Landtagsanfrage: Einsatz von Schweröl in Brunecker Industriebetrieben

Anfrage zur aktuellen Fragestunde

Verwenden große Unternehmen in Bruneck noch Schweröl?

In Beantwortung einer Anfrage der örtlichen Bürgerliste räumte Brunecks Bgm. Griessmair kürzlich ein, dass im Brunecker Talkessel zwei Betriebe, Moessmer und Kofler-Rech, nach wie vor Schweröl einsetzen, um Prozesswärme zu erzeugen. Die Fa. Kofler-Rech kündigt Neuerungen an, Moessmer ist nach Auskunft des Bürgermeisters seit 2004 dazu autorisiert, sich ans Erdgasnetz anzuschließen, um das Öl durch Gas zu ersetzen. Bisher wurde aber kein Anschluss realisiert, die Firma hat nun aber angekündigt, dass es bald so weit sei. Die Überwachung der Luftqualität, entsprechende Kontrollen und Genehmigungen sind Zuständigkeit des Landesamtes für Luft und Lärm.

Dazu richten wir folgende Fragen an die Südtiroler Landesregierung:

  • Wird zum Einsatz von Schweröl eine spezielle Genehmigung benötigt und liegt diese vor? Unter welchen Bedingungen bzw. Fristen zur Umstellung?
  • Wurden die Emissionen der genannten Betriebe letzthin überprüft, mit welchen Ergebnissen?
  • Hat das Amt für Luft und Lärm Initiativen ergriffen, um die betroffenen Betriebe zur Beendigung des Einsatzes von Schweröl zu bewegen?
  • Gibt es einen einschlägigen Schriftverkehr?

Bozen, 15. 3. 2018
Hans Heiss
Brigitte Foppa
Riccardo Dello Sbarba


Antwort LR Richard Theiner, 13.04.2018:

Frage 1: Gemäß den geltenden Bestimmungen (Landesgesetz Nr. 8/2000 und Legislativdekret Nr. 152/2006) ist die Verwendung von Schweröl für Produktionszwecke derzeit nicht verboten. Mit dem Landesgesetz Nr. 8/2000 wurden jedoch die staatlichen Grenzwerte für mit Schweröl betriebene Verbrennungsanlagen weiter herabgesetzt. Damit sollte der Anreiz für eine Umstellung auf andere Brennstoffe verstärkt werden. Für jene Anlagen, die eine Feuerwärmeleistung von mehr als 0,3 MW (Megawatt) aufweisen, stellt das Amt für Luft und Lärm eine Emissionsermächtigung aus. Sowohl für die Firma Kofler-Rech als auch für die Firma Moessmer liegt die entsprechende Ermächtigung vor.

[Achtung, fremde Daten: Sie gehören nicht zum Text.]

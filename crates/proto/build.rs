fn main() -> Result<(), Box<dyn std::error::Error>> {
  println!("cargo:rerun-if-changed=proto/csi.proto");

  tonic_build::configure()
    .build_client(false)
    .build_server(true)
    .compile(&["proto/csi.proto"], &["proto"])?;

  Ok(())
}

Frage 2: Gemäß den Auflagen dieser Emissionsermächtigung müssen die Betriebe jährlich eine Emissionsmessung von einem spezialisierten Messlabor durchführen lassen. Die entsprechenden Messungen wurden in den letzten Jahren ordnungsgemäß durchgeführt und ergaben keine Überschreitung der geltenden Emissionsgrenzwerte.

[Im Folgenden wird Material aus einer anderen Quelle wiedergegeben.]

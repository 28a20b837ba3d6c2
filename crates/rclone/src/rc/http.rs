use super::{Params, RcError, Transport};
use async_trait::async_trait;
use reqwest::{Client, StatusCode};
use std::fmt;
use tracing::trace;

/// Talks to `rclone rcd` over HTTP: each method is a `POST` of a JSON
/// object to `<address><method>`.
pub struct HttpTransport {
  client: Client,
  address: String,
  credentials: Option<(String, String)>,
}

impl fmt::Debug for HttpTransport {
  fn fmt(&self, f: &mut fmt::Formatter<'_>) -> fmt::Result {
    f.debug_struct("HttpTransport")
      .field("address", &self.address)
      .field(
        "username",
        &self.credentials.as_ref().map(|(username, _)| username),
      )
      .finish()
  }
}

impl HttpTransport {
  /// Basic auth is sent when either `username` or `password` is set.
  pub fn new(address: impl Into<String>, username: &str, password: &str) -> Result<Self, reqwest::Error> {
    let credentials = if username.is_empty() && password.is_empty() {
      None
    } else {
      Some((username.to_owned(), password.to_owned()))
    };

    Ok(HttpTransport {
      client: Client::builder().build()?,
      address: address.into(),
      credentials,
    })
  }

  #[inline]
  pub fn address(&self) -> &str {
    &self.address
  }
}

#[async_trait]
impl Transport for HttpTransport {
  async fn call(&self, method: &str, params: Params) -> Result<Params, RcError> {
    let url = format!("{}{}", self.address, method);
    let mut request = self.client.post(&url).json(&params);
    if let Some((username, password)) = &self.credentials {
      request = request.basic_auth(username, Some(password));
    }

    let response = request
      .send()
      .await
      .map_err(|e| RcError::transport(method, e))?;
    let status = response.status();
    let body = response
      .text()
      .await
      .map_err(|e| RcError::transport(method, e))?;
    trace!(method, %status, "Remote control replied");

    let out: Params =
      serde_json::from_str(body.trim()).map_err(|source| RcError::InvalidResponse {
        method: method.to_owned(),
        source,
      })?;

    if status != StatusCode::OK {
      return Err(RcError::failed(method, &out));
    }

    Ok(out)
  }
}

#[cfg(test)]
mod tests {
  use super::*;
  use hyper::{
    header,
    service::{make_service_fn, service_fn},
    Body, Request, Response, Server,
  };
  use serde_json::{json, Value};
  use std::convert::Infallible;

  async fn handle(request: Request<Body>) -> Result<Response<Body>, Infallible> {
    let path = request.uri().path().to_owned();
    let header_value = |name: header::HeaderName| {
      request
        .headers()
        .get(name)
        .and_then(|v| v.to_str().ok())
        .map(str::to_owned)
    };
    let auth = header_value(header::AUTHORIZATION);
    let content_type = header_value(header::CONTENT_TYPE);
    let body = hyper::body::to_bytes(request.into_body()).await.unwrap();
    let input: Value = serde_json::from_slice(&body).unwrap();

    let (status, reply): (u16, Value) = match path.as_str() {
      "/operations/stat" => (
        200,
        json!({ "input": input, "auth": auth, "contentType": content_type }),
      ),
      "/operations/purge" => (500, json!({ "error": "directory not found", "status": 500 })),
      _ => (404, Value::String("404 page not found".into())),
    };

    let body = match reply {
      Value::String(s) => s,
      reply => reply.to_string(),
    };
    Ok(
      Response::builder()
        .status(status)
        .body(Body::from(body))
        .unwrap(),
    )
  }

  fn spawn_server() -> String {
    let make_service = make_service_fn(|_| async { Ok::<_, Infallible>(service_fn(handle)) });
    let server = Server::bind(&([127, 0, 0, 1], 0).into()).serve(make_service);
    let address = format!("http://{}/", server.local_addr());
    tokio::spawn(server);
    address
  }

  fn params(value: Value) -> Params {
    value.as_object().unwrap().clone()
  }

  #[tokio::test]
  async fn posts_json() {
    let transport = HttpTransport::new(spawn_server(), "", "").unwrap();
    let out = transport
      .call("operations/stat", params(json!({ "fs": "r:", "remote": "x" })))
      .await
      .unwrap();

    assert_eq!(out["input"], json!({ "fs": "r:", "remote": "x" }));
    assert_eq!(out["auth"], Value::Null);
    assert_eq!(out["contentType"], json!("application/json"));
  }

  #[tokio::test]
  async fn sends_basic_auth() {
    let transport = HttpTransport::new(spawn_server(), "user", "pass").unwrap();
    let out = transport
      .call("operations/stat", Params::new())
      .await
      .unwrap();

    // base64("user:pass")
    assert_eq!(out["auth"], json!("Basic dXNlcjpwYXNz"));
  }

  #[tokio::test]
  async fn non_ok_status_fails_with_error_field() {
    let transport = HttpTransport::new(spawn_server(), "", "").unwrap();
    let err = transport
      .call("operations/purge", Params::new())
      .await
      .unwrap_err();

    assert_eq!(
      err.to_string(),
      r#"operation "operations/purge" failed: directory not found"#
    );
  }

  #[tokio::test]
  async fn non_json_reply_is_invalid() {
    let transport = HttpTransport::new(spawn_server(), "", "").unwrap();
    let err = transport.call("core/nope", Params::new()).await.unwrap_err();
    assert!(matches!(err, RcError::InvalidResponse { .. }));
  }

  #[tokio::test]
  async fn unreachable_server_is_transport_error() {
    let transport = HttpTransport::new("http://127.0.0.1:1/", "", "").unwrap();
    let err = transport.call("core/noop", Params::new()).await.unwrap_err();
    assert!(matches!(err, RcError::Transport { .. }));
  }

  #[test]
  fn debug_hides_password() {
    let transport = HttpTransport::new("http://localhost:5572/", "user", "hunter2").unwrap();
    let debug = format!("{:?}", transport);
    assert!(debug.contains("user"));
    assert!(!debug.contains("hunter2"));
  }
}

Frage 3: Sowohl die Firma Kofler-Rech als auch die Firma Moessmer arbeiten seit längerer Zeit daran, einen Methangasanschluss zu erhalten. Auch von Seiten des Amtes für Luft und Lärm gab es bereits 2013 einen entsprechenden Briefverkehr. Aufgrund von organisatorisch/technischen Schwierigkeiten zwischen Gemeinde, Stadtwerke und Selgas kam es leider zu Verzögerungen in der Umsetzung. Diese sind in der Zwischenzeit aber gelöst, sodass sich die Situation folgendermaßen darstellt:

  • Die mit Schweröl betriebene Asphaltmischanlage der Firma Kofler-Rech ist seit 23.10.2017 nicht mehr in Funktion. Diese wird durch eine neue, methangasbetriebene Anlage ersetzt. Es handelt sich dabei um die erste Asphaltanlage mit Methangasbrenner in Südtirol.
  • Die Firma Moessmer arbeitet derzeit gemeinsam mit SELGAS NET am Projekt für die notwendige Methangasleitung. In ca. einem Monat dürfte die Projektierung abgeschlossen sein und das Projekt wird den zuständigen Stellen zur Genehmigung vorgelegt. Arbeitsbeginn ist voraussichtlich September 2018.
    Um dies zu forcieren, hat das Amt für Luft und Lärm der Firma bereits Ende 2016 vorgeschrieben, innerhalb 2018 diese Umstellung vorzunehmen.

Frage 4: Es gibt in der Sache einen entsprechenden Schriftverkehr zwischen dem Amt für Luft und Lärm und auch die entsprechenden Genehmigungen. In diese kann natürlich gerne eingesehen werden.